Unhappy that the novel coronavirus represents a serious threat to his revenue flow, Donald Trump has been promising miracle cures from the first moment he appeared. He’s suggested a “really good flu vaccine” would work. It won’t. He’s promised that a vaccine will come along much faster than scientists predict. It won’t. He’s claimed that he’s making available many other drugs that will be “game changers” that will put the coronavirus right back in its box. They will not.
There absolutely may be drugs out there which are helpful for patients dealing with COVID-19. In particular, there may be drugs that help the immune system so that those infected stand a better chance of not becoming critical cases, fighting for a shrinking pool of ventilators. But the way that Trump has promoted these drugs is as irresponsible as the way he has suppressed and distorted information about the virus itself. And it’s already costing lives.
Campaign Action
In one of the semi-daily coronavirus briefings just over a week ago, Trump seized on reports that the virus could be fought using chloroquine and related drugs that have long been used in fighting malaria and inflammatory conditions like rheumatoid arthritis. The evidence for this is a small set of papers, only a pair of which had faced peer review, and none of which involved a genuine clinical trial. In essence, these results are similar to ones that happen every time doctors are faced with apparently unwinnable situations and novel diseases—they try novel solutions. These solutions may generate apparent success, but they do so in conditions that are anything but a scientific trial.
Did the doctors give the drugs only to patients most likely to survive in the first place? Did they ignore the results of patients who didn’t have a favorable outcome? Did they report their hopes rather than their results? All of the above appears to have happened when it comes to chloroquine and the 2019 novel coronavirus.

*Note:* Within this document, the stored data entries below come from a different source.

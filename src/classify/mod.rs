//! Boundary to an external description-logic reasoner.
//!
//! The core never runs classification itself. It translates stated
//! definitions into axioms, hands them across the [`Reasoner`] trait, and
//! consumes the result. Commit-stream reactions are explicit message
//! passing: semantic-change events flow over a bounded channel into a
//! [`ClassifierState`] that decides how much reclassification the next run
//! needs. Chronicle state is only touched after the external task reports
//! success.

use std::collections::BTreeSet;

use crossbeam::channel::{bounded, Receiver, Sender, TryRecvError, TrySendError};
use thiserror::Error;

use crate::core::{
    ChronologyStore, LatestVersion, Nid, StampCoordinate, StampService, VersionPayload,
};
use crate::error::{Effect, Transience};
use crate::logic::LogicalExpression;

/// Classifier boundary failures.
#[derive(Debug, Error)]
#[non_exhaustive]
pub enum ReasonerError {
    #[error("classify() called before load_axioms()")]
    NotLoaded,
    #[error("semantic change feed is full ({capacity} events pending)")]
    FeedFull { capacity: usize },
    #[error("semantic change feed is disconnected")]
    FeedDisconnected,
    #[error("external reasoner failed: {message}")]
    External { message: String },
}

impl ReasonerError {
    pub fn transience(&self) -> Transience {
        match self {
            ReasonerError::NotLoaded => Transience::Permanent,
            ReasonerError::FeedFull { .. } => Transience::Retryable,
            ReasonerError::FeedDisconnected => Transience::Permanent,
            ReasonerError::External { .. } => Transience::Unknown,
        }
    }

    pub fn effect(&self) -> Effect {
        match self {
            ReasonerError::External { .. } => Effect::Unknown,
            _ => Effect::None,
        }
    }
}

/// One axiom handed to the reasoner: a concept and its stated definition.
#[derive(Clone, Debug, PartialEq, Eq)]
pub struct Axiom {
    pub concept: Nid,
    pub definition: LogicalExpression,
}

/// Classified ontology view returned by the reasoner.
#[derive(Clone, Debug, Default, PartialEq, Eq)]
pub struct ReasonerResult {
    /// Concepts the reasoner proved equivalent, grouped.
    pub equivalent_sets: Vec<BTreeSet<Nid>>,
    /// Concepts whose inferred position changed since the previous run.
    pub affected: BTreeSet<Nid>,
}

/// Contract with the external reasoner.
pub trait Reasoner {
    fn load_axioms(&mut self, axioms: &[Axiom]) -> Result<(), ReasonerError>;
    fn classify(&mut self) -> Result<ReasonerResult, ReasonerError>;
    fn is_classified(&self) -> bool;
}

/// How much work the next classification run needs.
#[derive(Clone, Copy, Debug, PartialEq, Eq)]
pub enum ClassificationMode {
    /// Only added/changed axioms need reclassification.
    Incremental,
    /// Full reclassification. Any retirement forces this: the reasoner
    /// cannot incrementally retract an axiom it already absorbed.
    Complete,
}

/// A semantic changed in the store. Published at commit time.
#[derive(Clone, Copy, Debug, PartialEq, Eq)]
pub enum SemanticChange {
    Added { nid: Nid },
    Changed { nid: Nid },
    Retired { nid: Nid },
}

impl SemanticChange {
    pub fn nid(&self) -> Nid {
        match self {
            SemanticChange::Added { nid }
            | SemanticChange::Changed { nid }
            | SemanticChange::Retired { nid } => *nid,
        }
    }
}

/// Bounded feed of semantic-change events.
///
/// Producers hold cloned senders; the [`ClassifierState`] owns the receiving
/// end. A full feed is backpressure, not data loss: the publisher gets an
/// error and retries after the classifier drains.
pub struct ChangeFeed {
    sender: Sender<SemanticChange>,
    capacity: usize,
}

impl ChangeFeed {
    pub fn new(capacity: usize) -> (ChangeFeed, Receiver<SemanticChange>) {
        let (sender, receiver) = bounded(capacity);
        (ChangeFeed { sender, capacity }, receiver)
    }

    pub fn publish(&self, change: SemanticChange) -> Result<(), ReasonerError> {
        self.sender.try_send(change).map_err(|e| match e {
            TrySendError::Full(_) => ReasonerError::FeedFull {
                capacity: self.capacity,
            },
            TrySendError::Disconnected(_) => ReasonerError::FeedDisconnected,
        })
    }

    pub fn sender(&self) -> Sender<SemanticChange> {
        self.sender.clone()
    }
}

/// Drains the change feed and drives the reasoner.
///
/// Pending change sets survive a failed run untouched, so a retry sees the
/// same work plus whatever arrived meanwhile.
pub struct ClassifierState {
    receiver: Receiver<SemanticChange>,
    added: BTreeSet<Nid>,
    changed: BTreeSet<Nid>,
    retired: BTreeSet<Nid>,
    runs: u64,
}

impl ClassifierState {
    pub fn new(receiver: Receiver<SemanticChange>) -> Self {
        Self {
            receiver,
            added: BTreeSet::new(),
            changed: BTreeSet::new(),
            retired: BTreeSet::new(),
            runs: 0,
        }
    }

    /// Pull every queued event into the pending sets. Non-blocking.
    pub fn drain(&mut self) -> usize {
        let mut drained = 0;
        loop {
            match self.receiver.try_recv() {
                Ok(SemanticChange::Added { nid }) => {
                    self.added.insert(nid);
                    drained += 1;
                }
                Ok(SemanticChange::Changed { nid }) => {
                    self.changed.insert(nid);
                    drained += 1;
                }
                Ok(SemanticChange::Retired { nid }) => {
                    self.retired.insert(nid);
                    drained += 1;
                }
                Err(TryRecvError::Empty) | Err(TryRecvError::Disconnected) => break,
            }
        }
        drained
    }

    pub fn has_pending(&self) -> bool {
        !self.added.is_empty() || !self.changed.is_empty() || !self.retired.is_empty()
    }

    /// Nids the pending change sets touch.
    pub fn pending_nids(&self) -> BTreeSet<Nid> {
        let mut all = BTreeSet::new();
        all.extend(&self.added);
        all.extend(&self.changed);
        all.extend(&self.retired);
        all
    }

    /// Any retirement forces a complete run; a first run is always complete.
    pub fn mode(&self) -> ClassificationMode {
        if self.runs == 0 || !self.retired.is_empty() {
            ClassificationMode::Complete
        } else {
            ClassificationMode::Incremental
        }
    }

    pub fn runs(&self) -> u64 {
        self.runs
    }

    /// Load `axioms` and classify. Pending state is cleared only after the
    /// external task succeeds.
    pub fn classify_with(
        &mut self,
        reasoner: &mut dyn Reasoner,
        axioms: &[Axiom],
    ) -> Result<ReasonerResult, ReasonerError> {
        let mode = self.mode();
        tracing::debug!(
            axioms = axioms.len(),
            pending = self.pending_nids().len(),
            ?mode,
            "classification run starting"
        );
        reasoner.load_axioms(axioms)?;
        let result = reasoner.classify()?;
        self.added.clear();
        self.changed.clear();
        self.retired.clear();
        self.runs += 1;
        tracing::debug!(affected = result.affected.len(), "classification run finished");
        Ok(result)
    }
}

/// Translate every stated definition in `logic_assemblage`, as seen through
/// `coordinate`, into axioms. Contradicted definitions are logged and
/// skipped, matching taxonomy snapshot behavior.
pub fn stated_axioms(
    store: &ChronologyStore,
    stamps: &StampService,
    coordinate: &StampCoordinate,
    logic_assemblage: Nid,
) -> Vec<Axiom> {
    let mut axioms = Vec::new();
    for nid in store.semantics_in_assemblage(logic_assemblage) {
        let Some(chronology) = store.get(nid) else {
            continue;
        };
        let Some(concept) = chronology.referenced_component() else {
            continue;
        };
        match chronology.latest_version(coordinate, stamps) {
            LatestVersion::Absent => {}
            LatestVersion::Contradiction(versions) => {
                tracing::warn!(
                    nid = nid.value(),
                    contenders = versions.len(),
                    "contradicted definition excluded from axiom set"
                );
            }
            LatestVersion::One(version) => {
                if let VersionPayload::LogicGraph(definition) = version.payload() {
                    axioms.push(Axiom {
                        concept,
                        definition: definition.clone(),
                    });
                }
            }
        }
    }
    axioms
}

#[cfg(test)]
mod tests {
    use super::*;

    /// Reasoner double that records calls and can be told to fail.
    #[derive(Default)]
    struct ScriptedReasoner {
        loaded: Vec<Axiom>,
        classified: bool,
        fail_next_classify: bool,
    }

    impl Reasoner for ScriptedReasoner {
        fn load_axioms(&mut self, axioms: &[Axiom]) -> Result<(), ReasonerError> {
            self.loaded = axioms.to_vec();
            Ok(())
        }

        fn classify(&mut self) -> Result<ReasonerResult, ReasonerError> {
            if self.fail_next_classify {
                self.fail_next_classify = false;
                return Err(ReasonerError::External {
                    message: "scripted failure".into(),
                });
            }
            self.classified = true;
            Ok(ReasonerResult {
                equivalent_sets: Vec::new(),
                affected: self.loaded.iter().map(|a| a.concept).collect(),
            })
        }

        fn is_classified(&self) -> bool {
            self.classified
        }
    }

    #[test]
    fn feed_applies_backpressure_when_full() {
        let (feed, _receiver) = ChangeFeed::new(1);
        feed.publish(SemanticChange::Added { nid: Nid(1) }).unwrap();
        let err = feed
            .publish(SemanticChange::Added { nid: Nid(2) })
            .unwrap_err();
        assert!(matches!(err, ReasonerError::FeedFull { capacity: 1 }));
        assert!(err.transience().is_retryable());
    }

    #[test]
    fn retirement_forces_complete_mode() {
        let (feed, receiver) = ChangeFeed::new(8);
        let mut state = ClassifierState::new(receiver);
        let mut reasoner = ScriptedReasoner::default();

        // First run is always complete.
        assert_eq!(state.mode(), ClassificationMode::Complete);
        state.classify_with(&mut reasoner, &[]).unwrap();

        feed.publish(SemanticChange::Added { nid: Nid(1) }).unwrap();
        assert_eq!(state.drain(), 1);
        assert_eq!(state.mode(), ClassificationMode::Incremental);

        feed.publish(SemanticChange::Retired { nid: Nid(2) }).unwrap();
        state.drain();
        assert_eq!(state.mode(), ClassificationMode::Complete);
    }

    #[test]
    fn pending_state_survives_failed_run() {
        let (feed, receiver) = ChangeFeed::new(8);
        let mut state = ClassifierState::new(receiver);
        let mut reasoner = ScriptedReasoner {
            fail_next_classify: true,
            ..Default::default()
        };

        feed.publish(SemanticChange::Changed { nid: Nid(7) }).unwrap();
        state.drain();
        assert!(state.classify_with(&mut reasoner, &[]).is_err());
        assert!(state.has_pending());
        assert_eq!(state.pending_nids(), BTreeSet::from([Nid(7)]));

        state.classify_with(&mut reasoner, &[]).unwrap();
        assert!(!state.has_pending());
        assert!(reasoner.is_classified());
        assert_eq!(state.runs(), 1);
    }
}
use crate::common::{join_host_port, NetAddr, DEFAULT_CLUSTER, DEFAULT_GROUP, DEFAULT_NETWORK};
use crate::naming::{NamingClient, NamingClientOptions, SelectInstancesParam};
use crate::RegistryError;
use async_trait::async_trait;
use std::{collections::HashMap, sync::Arc};

/// What the client knows about the destination of a request.
#[derive(Debug, Clone, Default, PartialEq)]
pub struct TargetInfo {
    pub host: String,
    pub tags: HashMap<String, String>,
}

impl TargetInfo {
    pub fn new(host: impl Into<String>) -> Self {
        Self {
            host: host.into(),
            tags: HashMap::new(),
        }
    }
}

/// One resolved endpoint.
#[derive(Debug, Clone, PartialEq)]
pub struct DiscoveryInstance {
    pub address: NetAddr,
    pub weight: u32,
    pub tags: HashMap<String, String>,
}

impl DiscoveryInstance {
    pub fn new(address: NetAddr, weight: u32, tags: HashMap<String, String>) -> Self {
        Self {
            address,
            weight,
            tags,
        }
    }

    pub fn tag(&self, key: &str) -> Option<&str> {
        self.tags.get(key).map(String::as_str)
    }
}

#[derive(Debug, Clone, Default, PartialEq)]
pub struct DiscoveryResult {
    pub cache_key: String,
    pub instances: Vec<DiscoveryInstance>,
}

/// Turns a service description into instances a client can talk to.
#[async_trait]
pub trait Resolver: Send + Sync {
    /// Service description to resolve for a target.
    fn target(&self, target: &TargetInfo) -> String;

    async fn resolve(&self, desc: &str) -> Result<DiscoveryResult, RegistryError>;

    fn name(&self) -> &str;
}

/// `Resolver` backed by the naming server.
#[derive(Debug, Clone)]
pub struct NacosResolver {
    client: Arc<NamingClient>,
    cluster: String,
    group: String,
}

#[derive(Debug)]
pub struct NacosResolverBuilder {
    client: Arc<NamingClient>,
    cluster: String,
    group: String,
}

impl NacosResolverBuilder {
    pub fn with_cluster(mut self, cluster: impl Into<String>) -> Self {
        self.cluster = cluster.into();
        self
    }

    pub fn with_group(mut self, group: impl Into<String>) -> Self {
        self.group = group.into();
        self
    }

    pub fn build(self) -> NacosResolver {
        NacosResolver {
            client: self.client,
            cluster: self.cluster,
            group: self.group,
        }
    }
}

impl NacosResolver {
    pub fn new(client: Arc<NamingClient>) -> Self {
        Self::builder(client).build()
    }

    pub fn builder(client: Arc<NamingClient>) -> NacosResolverBuilder {
        NacosResolverBuilder {
            client,
            cluster: String::from(DEFAULT_CLUSTER),
            group: String::from(DEFAULT_GROUP),
        }
    }

    /// Resolver over a naming client configured from the environment.
    pub fn from_env() -> Result<Self, RegistryError> {
        let client = NamingClient::new(NamingClientOptions::from_env()?)?;
        Ok(Self::new(Arc::new(client)))
    }
}

#[async_trait]
impl Resolver for NacosResolver {
    fn target(&self, target: &TargetInfo) -> String {
        target.host.clone()
    }

    async fn resolve(&self, desc: &str) -> Result<DiscoveryResult, RegistryError> {
        let hosts = self
            .client
            .select_instances(SelectInstancesParam {
                service_name: desc.to_string(),
                group_name: self.group.clone(),
                clusters: vec![self.cluster.clone()],
                healthy_only: true,
            })
            .await?;

        let instances: Vec<DiscoveryInstance> = hosts
            .into_iter()
            .filter(|i| i.enabled)
            .map(|i| {
                DiscoveryInstance::new(
                    NetAddr::new(DEFAULT_NETWORK, join_host_port(&i.ip, i.port)),
                    i.weight as u32,
                    i.metadata,
                )
            })
            .collect();

        tracing::debug!("Resolved {} to {} instance(s)", desc, instances.len());

        Ok(DiscoveryResult {
            cache_key: desc.to_string(),
            instances,
        })
    }

    fn name(&self) -> &str {
        "nacos"
    }
}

None of which means that there is no evidence that this class of drugs might not constitute an effective treatment in some cases of COVID-19. In fact, there is a growing body of evidence that suggests—suggests—there is something there. Which is precisely the reason that doctors have been seeking to do the small-scale clinical trials that could generate what’s lacking at this point: real data. Chloroquine may be better than the “silver solution” being sold by faux religious hucksters. However, it still may not. Because results on small numbers of patients reported by doctors who were watching patients die all around them is a terrible place to get objective information.
Considering the daily toll that novel coronavirus is extracting, the desire to find something Right Damn Now is understandable. And the information on chloroquine and other drugs is a fantastic first step in suggesting trials that can be conducted to find real ways of addressing the virus.
What is absolutely not helpful, and is in fact absolutely, quantifiably harmful, is to have Trump stepping in front of the camera touting any of these treatments over the objections of scientists and doctors sharing the stage because he has “a feeling” about their efficacy. That is the absolute definition of irresponsibility, as well as rubbing salt into a gaping wound.
As The Wall Street Journal reports, Trump is promoting the use of a drug when no one has determined an effective dose. No one has determined a protocol. No one has determined if it really works at all. But he has set up a situation in which people are absolutely demanding that their doctors give them chloroquine-based drugs when they are positive for COVID-19. Some are even taking it as a prophylactic, believing it will protect them from getting the disease in the first place.
As a result, people with a genuine need for chloroquine—those hundreds of thousands in Africa and Asia fighting off malaria, and the millions around the world who are prescribed the drug to help with RA—are facing a shortage. This is real misery, real death, being generated because Trump thinks it’s more important that he have some shiny object to wave at America, than he do the hard work of facing this crisis. Chloroquine may turn out to be genuinely effective against COVID-19. That doesn’t alter the fact that Trump is using it as a form of denial and distraction, to turn attention away from his deadly mismanagement of this epidemic in the United States.
And the desperation he’s creating is leading to situations like this one reported by The Washington Post, in which two people in their 60s listened to Trump and noticed that they already had a chloroquine-based drug on their shelves. So they took it. But this drug, chloroquine phosphate, is used for treating fish in ponds. For humans, it’s simply poison. One of the two people who took a sip of chloroquine phosphate is now dead. The other is where no one wants to be right now—in hospital intensive care.
That death is solidly in Donald Trump’s lap. And it’s far from the only one. Every person now suffering around the world because they can’t get the medicine necessary for the disease where it is known to be effective, because they are competing with the hype coming from Dr. Don’s Traveling Medicine Show, can lay their misery directly at Trump’s feet.